* Exercise goal: How many lines below include the string "TrackscreenConfig"? State the number alone.

[Stored items from a collection]
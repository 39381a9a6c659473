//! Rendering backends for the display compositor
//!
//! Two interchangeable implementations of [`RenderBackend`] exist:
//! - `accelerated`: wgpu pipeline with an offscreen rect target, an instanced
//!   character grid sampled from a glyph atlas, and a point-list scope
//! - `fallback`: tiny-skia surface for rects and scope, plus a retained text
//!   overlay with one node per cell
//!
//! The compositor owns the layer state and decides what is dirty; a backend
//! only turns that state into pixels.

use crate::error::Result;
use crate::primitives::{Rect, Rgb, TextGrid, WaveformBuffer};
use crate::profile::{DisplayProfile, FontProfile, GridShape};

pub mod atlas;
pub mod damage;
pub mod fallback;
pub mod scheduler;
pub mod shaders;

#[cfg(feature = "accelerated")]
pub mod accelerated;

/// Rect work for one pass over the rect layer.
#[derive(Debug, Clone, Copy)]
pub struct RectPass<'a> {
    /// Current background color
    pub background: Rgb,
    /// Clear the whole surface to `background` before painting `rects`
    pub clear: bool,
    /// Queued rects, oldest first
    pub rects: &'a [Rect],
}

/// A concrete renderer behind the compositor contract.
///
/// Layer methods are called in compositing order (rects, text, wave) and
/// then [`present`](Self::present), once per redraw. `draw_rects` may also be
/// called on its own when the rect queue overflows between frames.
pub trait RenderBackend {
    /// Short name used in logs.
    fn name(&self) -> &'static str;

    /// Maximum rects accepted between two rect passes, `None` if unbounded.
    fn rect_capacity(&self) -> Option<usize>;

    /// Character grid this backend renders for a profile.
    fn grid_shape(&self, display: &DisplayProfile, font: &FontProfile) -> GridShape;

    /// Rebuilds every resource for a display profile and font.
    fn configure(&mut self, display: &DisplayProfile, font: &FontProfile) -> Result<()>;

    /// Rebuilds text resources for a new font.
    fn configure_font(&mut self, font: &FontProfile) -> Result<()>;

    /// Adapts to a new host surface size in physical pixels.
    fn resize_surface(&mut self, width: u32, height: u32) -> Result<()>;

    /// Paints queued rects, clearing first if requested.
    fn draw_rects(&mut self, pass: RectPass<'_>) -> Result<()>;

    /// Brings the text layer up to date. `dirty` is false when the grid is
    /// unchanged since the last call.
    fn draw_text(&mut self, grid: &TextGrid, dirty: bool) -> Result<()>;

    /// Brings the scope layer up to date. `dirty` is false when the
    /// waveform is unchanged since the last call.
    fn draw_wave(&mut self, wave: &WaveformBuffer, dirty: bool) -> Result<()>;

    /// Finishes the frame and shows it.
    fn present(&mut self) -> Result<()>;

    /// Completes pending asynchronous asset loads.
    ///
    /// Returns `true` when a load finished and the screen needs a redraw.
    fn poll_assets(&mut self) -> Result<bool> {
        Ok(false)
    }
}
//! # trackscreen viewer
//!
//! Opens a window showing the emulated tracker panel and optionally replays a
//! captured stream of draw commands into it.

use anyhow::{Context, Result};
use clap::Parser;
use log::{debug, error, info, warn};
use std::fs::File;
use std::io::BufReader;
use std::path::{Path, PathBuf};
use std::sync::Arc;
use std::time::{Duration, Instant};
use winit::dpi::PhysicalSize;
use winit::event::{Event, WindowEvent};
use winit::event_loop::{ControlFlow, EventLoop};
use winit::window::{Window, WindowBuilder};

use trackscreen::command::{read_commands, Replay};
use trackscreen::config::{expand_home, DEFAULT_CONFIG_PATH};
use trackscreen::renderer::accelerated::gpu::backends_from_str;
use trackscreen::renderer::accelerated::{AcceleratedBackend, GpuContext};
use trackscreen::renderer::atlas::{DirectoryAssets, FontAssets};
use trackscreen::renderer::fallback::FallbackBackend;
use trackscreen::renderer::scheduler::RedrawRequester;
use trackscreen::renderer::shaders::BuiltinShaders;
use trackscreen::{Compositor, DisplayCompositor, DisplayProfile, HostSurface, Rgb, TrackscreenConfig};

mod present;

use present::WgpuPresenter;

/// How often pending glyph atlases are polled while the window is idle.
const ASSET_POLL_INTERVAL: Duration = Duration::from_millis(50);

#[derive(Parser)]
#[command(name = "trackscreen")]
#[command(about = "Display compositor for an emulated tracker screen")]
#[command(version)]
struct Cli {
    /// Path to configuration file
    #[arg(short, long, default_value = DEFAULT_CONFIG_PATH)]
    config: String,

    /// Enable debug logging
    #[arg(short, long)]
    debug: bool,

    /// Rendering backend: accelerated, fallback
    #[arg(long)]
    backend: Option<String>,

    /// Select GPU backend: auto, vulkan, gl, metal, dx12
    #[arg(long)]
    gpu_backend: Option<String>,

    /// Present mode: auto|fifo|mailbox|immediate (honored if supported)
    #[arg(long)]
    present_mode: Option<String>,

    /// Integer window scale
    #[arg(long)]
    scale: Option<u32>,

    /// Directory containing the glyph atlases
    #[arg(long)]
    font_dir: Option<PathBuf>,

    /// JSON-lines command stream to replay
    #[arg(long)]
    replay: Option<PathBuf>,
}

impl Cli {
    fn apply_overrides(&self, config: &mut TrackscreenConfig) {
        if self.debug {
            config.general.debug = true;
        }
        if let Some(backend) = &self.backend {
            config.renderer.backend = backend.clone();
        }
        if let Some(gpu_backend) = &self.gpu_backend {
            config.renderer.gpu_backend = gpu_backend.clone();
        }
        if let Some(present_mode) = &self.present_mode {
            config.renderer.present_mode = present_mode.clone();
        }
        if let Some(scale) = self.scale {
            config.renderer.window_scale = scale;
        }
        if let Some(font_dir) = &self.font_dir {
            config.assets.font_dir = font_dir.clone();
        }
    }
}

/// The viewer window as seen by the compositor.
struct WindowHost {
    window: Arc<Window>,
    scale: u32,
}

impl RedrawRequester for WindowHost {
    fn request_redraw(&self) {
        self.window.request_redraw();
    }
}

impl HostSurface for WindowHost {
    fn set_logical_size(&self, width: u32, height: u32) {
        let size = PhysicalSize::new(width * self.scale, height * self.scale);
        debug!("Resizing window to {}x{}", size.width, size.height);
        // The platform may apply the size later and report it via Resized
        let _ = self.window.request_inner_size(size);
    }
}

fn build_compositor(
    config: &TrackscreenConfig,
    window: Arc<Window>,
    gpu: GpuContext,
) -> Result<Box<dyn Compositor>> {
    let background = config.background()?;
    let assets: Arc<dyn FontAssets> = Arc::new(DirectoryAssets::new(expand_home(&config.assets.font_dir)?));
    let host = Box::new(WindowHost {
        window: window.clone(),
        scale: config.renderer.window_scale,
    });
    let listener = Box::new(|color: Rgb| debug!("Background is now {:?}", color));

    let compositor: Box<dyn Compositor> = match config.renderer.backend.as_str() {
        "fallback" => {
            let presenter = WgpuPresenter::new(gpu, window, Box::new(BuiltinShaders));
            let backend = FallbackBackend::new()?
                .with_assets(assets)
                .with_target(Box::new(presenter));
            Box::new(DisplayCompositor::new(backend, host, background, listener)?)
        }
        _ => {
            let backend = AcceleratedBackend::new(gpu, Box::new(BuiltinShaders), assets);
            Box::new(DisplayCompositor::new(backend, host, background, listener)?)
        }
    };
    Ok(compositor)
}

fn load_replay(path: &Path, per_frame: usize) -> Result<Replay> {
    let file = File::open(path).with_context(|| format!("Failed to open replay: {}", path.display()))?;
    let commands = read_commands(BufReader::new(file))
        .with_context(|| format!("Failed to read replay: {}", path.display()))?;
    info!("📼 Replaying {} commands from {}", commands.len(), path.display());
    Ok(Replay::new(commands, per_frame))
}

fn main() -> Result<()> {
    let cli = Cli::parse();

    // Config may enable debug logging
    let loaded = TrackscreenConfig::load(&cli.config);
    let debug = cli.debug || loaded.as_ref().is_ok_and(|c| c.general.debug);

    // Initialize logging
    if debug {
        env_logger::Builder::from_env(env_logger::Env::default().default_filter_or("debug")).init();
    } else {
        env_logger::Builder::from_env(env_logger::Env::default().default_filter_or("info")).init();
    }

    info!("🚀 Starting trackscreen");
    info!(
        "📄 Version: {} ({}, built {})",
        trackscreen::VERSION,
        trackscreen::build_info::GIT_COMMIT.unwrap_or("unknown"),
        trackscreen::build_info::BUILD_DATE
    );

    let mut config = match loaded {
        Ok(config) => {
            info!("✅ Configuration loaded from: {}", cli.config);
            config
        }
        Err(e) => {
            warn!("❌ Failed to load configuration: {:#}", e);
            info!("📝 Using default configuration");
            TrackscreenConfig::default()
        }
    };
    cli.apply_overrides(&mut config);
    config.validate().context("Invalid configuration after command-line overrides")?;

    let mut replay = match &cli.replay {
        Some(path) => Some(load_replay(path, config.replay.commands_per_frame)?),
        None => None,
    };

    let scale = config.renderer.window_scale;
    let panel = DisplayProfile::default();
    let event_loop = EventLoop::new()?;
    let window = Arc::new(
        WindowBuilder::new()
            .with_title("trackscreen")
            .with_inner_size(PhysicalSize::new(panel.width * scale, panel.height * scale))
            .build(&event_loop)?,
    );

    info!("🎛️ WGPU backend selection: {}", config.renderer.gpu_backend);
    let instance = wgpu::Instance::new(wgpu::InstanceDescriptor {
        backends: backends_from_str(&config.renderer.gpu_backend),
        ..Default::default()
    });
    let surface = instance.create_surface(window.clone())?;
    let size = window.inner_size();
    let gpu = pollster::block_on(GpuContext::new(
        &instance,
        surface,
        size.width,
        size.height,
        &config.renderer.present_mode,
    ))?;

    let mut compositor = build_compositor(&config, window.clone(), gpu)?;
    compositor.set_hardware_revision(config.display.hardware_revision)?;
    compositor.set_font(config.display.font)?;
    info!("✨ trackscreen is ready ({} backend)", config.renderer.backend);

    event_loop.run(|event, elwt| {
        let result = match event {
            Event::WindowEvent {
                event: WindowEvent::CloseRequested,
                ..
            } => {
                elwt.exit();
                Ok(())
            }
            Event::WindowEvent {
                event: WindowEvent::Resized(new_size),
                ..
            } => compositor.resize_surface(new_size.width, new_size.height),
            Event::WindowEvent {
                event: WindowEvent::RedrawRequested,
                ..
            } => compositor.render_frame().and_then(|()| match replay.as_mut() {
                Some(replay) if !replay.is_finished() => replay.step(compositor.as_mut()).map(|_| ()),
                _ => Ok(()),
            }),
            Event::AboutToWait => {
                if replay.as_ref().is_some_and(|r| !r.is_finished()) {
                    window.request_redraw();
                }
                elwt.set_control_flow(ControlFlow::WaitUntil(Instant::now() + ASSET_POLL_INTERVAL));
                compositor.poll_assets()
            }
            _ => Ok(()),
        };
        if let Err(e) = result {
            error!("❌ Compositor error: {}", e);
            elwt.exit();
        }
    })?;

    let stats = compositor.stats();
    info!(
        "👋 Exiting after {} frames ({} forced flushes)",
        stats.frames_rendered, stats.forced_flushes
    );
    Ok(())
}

* Output of the exercise: 5